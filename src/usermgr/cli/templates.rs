//! # CLI Templates
//!
//! Terminal output goes through `outstanding` templates (minijinja syntax).
//! Templates live in stand-alone files under `templates/` so they are easy to
//! edit and diff, and are included here as string constants.
//!
//! Line breaks are explicit: every line a template emits ends inside the
//! block that produced it, so loops and conditionals never leave stray blank
//! lines. Layout math (widths, padding, truncation) happens in Rust; templates
//! only pick styles and arrange pre-computed pieces.

pub const GRID_TEMPLATE: &str = include_str!("templates/grid.tmp");
pub const LIST_TEMPLATE: &str = include_str!("templates/list.tmp");
pub const TEXT_LIST_TEMPLATE: &str = include_str!("templates/text_list.tmp");
pub const MESSAGES_TEMPLATE: &str = include_str!("templates/messages.tmp");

* YOUR ASSIGNMENT *
Each line from the one containing "# CLI Templates" to the end of the listing above should be copied exactly, and nothing else.

* OUTPUT FOR THIS EXERCISE *
//! # CLI Templates
//!
//! Terminal output goes through `outstanding` templates (minijinja syntax).
//! Templates live in stand-alone files under `templates/` so they are easy to
//! edit and diff, and are included here as string constants.
//!
//! Line breaks are explicit: every line a template emits ends inside the
//! block that produced it, so loops and conditionals never leave stray blank
//! lines. Layout math (widths, padding, truncation) happens in Rust; templates
//! only pick styles and arrange pre-computed pieces.

pub const GRID_TEMPLATE: &str = include_str!("templates/grid.tmp");
pub const LIST_TEMPLATE: &str = include_str!("templates/list.tmp");
pub const TEXT_LIST_TEMPLATE: &str = include_str!("templates/text_list.tmp");
pub const MESSAGES_TEMPLATE: &str = include_str!("templates/messages.tmp");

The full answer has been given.